Notice that the paths starting /opt/cray are pertinent to the host (ARCHER2); that’s because the containerized GROMACS is run according to the Singularity Bind model. GROMACS was built within the container but against the Cray MPICH library on ARCHER2. Hence, the containerized GROMACS is started by calling the MPI launcher (srun) from the host. The paths to the MPI libraries on the host are bound to the container at runtime.

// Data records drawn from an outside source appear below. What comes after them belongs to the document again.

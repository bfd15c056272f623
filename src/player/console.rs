use std::io::{BufRead, Write};

use crate::core::{Board as _, Player, PlayerMark};
use crate::game::tictactoe::{TTTBoard, TTTMove};

/// A human at the terminal. All input validation lives here: the search
/// core assumes well-formed moves on vacant cells.
pub struct ConsolePlayer {
    pub name: String,
}

impl ConsolePlayer {
    pub fn new(mark: PlayerMark) -> Self {
        ConsolePlayer {
            name: match mark {
                PlayerMark::Cross => "X".into(),
                PlayerMark::Naught => "O".into(),
            },
        }
    }
}

/// Prompt until the user enters an integer in 0..=2.
fn read_coordinate(prompt: &str) -> usize {
    loop {
        print!("{prompt}");
        std::io::stdout().flush().expect("Could not flush stdout");
        let mut line = String::new();
        std::io::stdin()
            .lock()
            .read_line(&mut line)
            .expect("Could not read line");
        let num = match line.trim().parse::<usize>() {
            Ok(n) => n,
            Err(_) => {
                eprintln!("Input must be a number");
                continue;
            }
        };
        if num > 2 {
            eprintln!("Number not in range 0-2");
            continue;
        }
        return num;
    }
}

impl Player<TTTBoard> for ConsolePlayer {
    fn play(&mut self, b: &TTTBoard) -> TTTMove {
        println!("Time for {} to make a move", self.name);
        print!("{}", b);
        loop {
            let row = read_coordinate("Enter the row (0, 1, or 2): ");
            let col = read_coordinate("Enter the column (0, 1, or 2): ");
            let mv = TTTMove(row, col);
            if !b.valid_moves().contains(&mv) {
                println!("Cell already taken. Try again.");
                continue;
            }
            return mv;
        }
    }
}
pub mod console;
pub mod minimax;
pub mod random;

pub use console::ConsolePlayer;
pub use minimax::MinimaxAi;
pub use random::RandomAi;
pub mod tictactoe;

The container itself does not have an MPI library.

The version of Singularity currently installed on the ARCHER2 4-Cabinet system is 3.5.3-1, which means that setting LD_LIBRARY_PATH within the container from a submission script on the host requires one to export the SINGULARITYENV_LD_LIBRARY_PATH variable before calling srun. Later versions of Singularity permit this to be done by using the --env-file option of the Singularity exec command.

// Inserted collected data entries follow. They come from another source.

use std::str::FromStr;

use anyhow::bail;
use itertools::{iproduct, Itertools};

use crate::core::{Board, GameStatus, PlayerMark};

/// A position on the board: row, then column, both in 0..=2.
#[derive(Debug, PartialEq, Eq, Clone, Copy, Hash, Ord, PartialOrd)]
pub struct TTTMove(pub usize, pub usize);

impl std::fmt::Display for TTTMove {
    fn fmt(&self, f: &mut std::fmt::Formatter<'_>) -> std::fmt::Result {
        write!(f, "({}, {})", self.0, self.1)
    }
}

/// The 3x3 grid, row major. `None` is an empty cell.
///
/// The board is `Copy` and cheap to pass around, but the search mutates one
/// shared board via [`Self::place_mark`] and [`Self::clear_cell`] instead of
/// copying per ply.
#[derive(Clone, Copy, Debug, Default, Hash, Eq, PartialEq, PartialOrd, Ord)]
pub struct TTTBoard([[Option<PlayerMark>; 3]; 3]);

impl Board for TTTBoard {
    type Coordinate = TTTMove;

    fn valid_moves(&self) -> Vec<TTTMove> {
        self.empty_cells()
    }

    fn game_status(&self) -> GameStatus {
        if let Some(p) = self.winner() {
            GameStatus::Won(p)
        } else if self.is_full() {
            GameStatus::Draw
        } else {
            GameStatus::Undecided
        }
    }

    fn place_mark(&mut self, a: TTTMove, marker: PlayerMark) {
        let TTTMove(row, col) = a;
        if row > 2 || col > 2 {
            panic!("Bad input!")
        }
        if self.0[row][col].is_some() {
            panic!("There is already a marker there! Invalid move just played!")
        }
        self.0[row][col] = Some(marker);
    }

    fn current_player(&self) -> PlayerMark {
        if self.n_moves_made() % 2 == 0 {
            PlayerMark::Cross
        } else {
            PlayerMark::Naught
        }
    }
}

impl TTTBoard {
    /// Does `player` hold a full row, column, or diagonal?
    pub fn is_winner(&self, player: PlayerMark) -> bool {
        let p = Some(player);
        (0..3).any(|i| (0..3).all(|j| self.0[i][j] == p) || (0..3).all(|j| self.0[j][i] == p))
            || (0..3).all(|i| self.0[i][i] == p)
            || (0..3).all(|i| self.0[i][2 - i] == p)
    }

    pub fn is_full(&self) -> bool {
        self.0.iter().flatten().all(|&q| q.is_some())
    }

    /// The game is over: someone won, or no cell is left to play.
    pub fn is_terminal(&self) -> bool {
        self.is_winner(PlayerMark::Cross) || self.is_winner(PlayerMark::Naught) || self.is_full()
    }

    /// All empty cells, in row-major order.
    ///
    /// The order is a contract: move selection breaks ties by taking the
    /// first best cell in this enumeration. Returned as a `Vec` since the
    /// search iterates it while mutating the board.
    pub fn empty_cells(&self) -> Vec<TTTMove> {
        iproduct!(0..3, 0..3)
            .filter(|&(row, col)| self.0[row][col].is_none())
            .map(|(row, col)| TTTMove(row, col))
            .collect()
    }

    /// Undo a placement, restoring the cell to empty.
    pub fn clear_cell(&mut self, a: TTTMove) {
        let TTTMove(row, col) = a;
        if self.0[row][col].is_none() {
            panic!("There is no marker to remove! Invalid undo!")
        }
        self.0[row][col] = None;
    }

    /// Is there a winner?
    pub fn winner(&self) -> Option<PlayerMark> {
        let naught_won = self.is_winner(PlayerMark::Naught);
        let cross_won = self.is_winner(PlayerMark::Cross);
        if naught_won && !cross_won {
            Some(PlayerMark::Naught)
        } else if !naught_won && cross_won {
            Some(PlayerMark::Cross)
        } else if !naught_won && !cross_won {
            None
        } else {
            panic!("Logic error. Both win!?")
        }
    }

    pub fn n_moves_made(&self) -> usize {
        self.0.iter().flatten().filter(|&q| q.is_some()).count()
    }
}

impl FromStr for TTTBoard {
    type Err = anyhow::Error;

    /// Parse a 9 character board literal, row major: 'x', 'o', or ' '.
    fn from_str(s: &str) -> Result<Self, Self::Err> {
        if s.chars().count() != 9 {
            bail!("A board literal must be exactly 9 characters, got {:?}", s);
        }
        let mut b = Self::default();
        for (num, c) in s.chars().enumerate() {
            let mv = TTTMove(num / 3, num % 3);
            match c {
                'x' => b.place_mark(mv, PlayerMark::Cross),
                'o' => b.place_mark(mv, PlayerMark::Naught),
                ' ' => {}
                _ => bail!("Invalid character {c:?} in board literal"),
            }
        }
        Ok(b)
    }
}

impl std::fmt::Display for TTTBoard {
    fn fmt(&self, f: &mut std::fmt::Formatter<'_>) -> std::fmt::Result {
        let m = |mark: &Option<PlayerMark>| match mark {
            None => ' ',
            Some(PlayerMark::Cross) => 'X',
            Some(PlayerMark::Naught) => 'O',
        };
        for row in &self.0 {
            writeln!(f, "{}", row.iter().map(m).join(" | "))?;
        }
        writeln!(f)
    }
}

This model can of course be adapted for other MPI libraries such as OpenMPI (see below) which uses a different parallel job launcher, one that requires a hostfile argument.

...
scontrol show hostnames > ${APP_RUN_PATH}/hosts
chmod a+r ${APP_RUN_PATH}/hosts
...

...
mpirun -n ${NCORES} -N ${NCORES_PER_NODE} -wdir ${APP_RUN_PATH} --hostfile ${APP_RUN_PATH}/hosts \
    singularity exec --bind ${BIND_ARGS} \
        ${CONTAINER_PATH} /opt/app/gromacs/2021.1/archer2/ompi4-ofi/gcc10/bin/mdrun_mpi ${APP_PARAMS} &>> ${APP_OUTPUT}
...

The Container Factory

The details of how the GROMACS container was built without needing root access to ARCHER2 is the subject of a second blog post. Essentially, the container is created at a dedicated Container Factory, a Ubuntu 20.04 instance running within the Eleanor Research Cloud at the University of Edinburgh. Initially, the container features an OS (also Ubuntu 20.04) and the GROMACS 2021.1 source code. The container is then setup as a writable sandbox on ARCHER2 within which GROMACS is built. Following this, the sandbox is converted back to a container image file and downloaded. The whole “targeting” process is directed from the factory and so can be repeated for other HPC platforms. A final GROMACS container could therefore hold multiple executables each one targeting a different HPC host (and MPI library).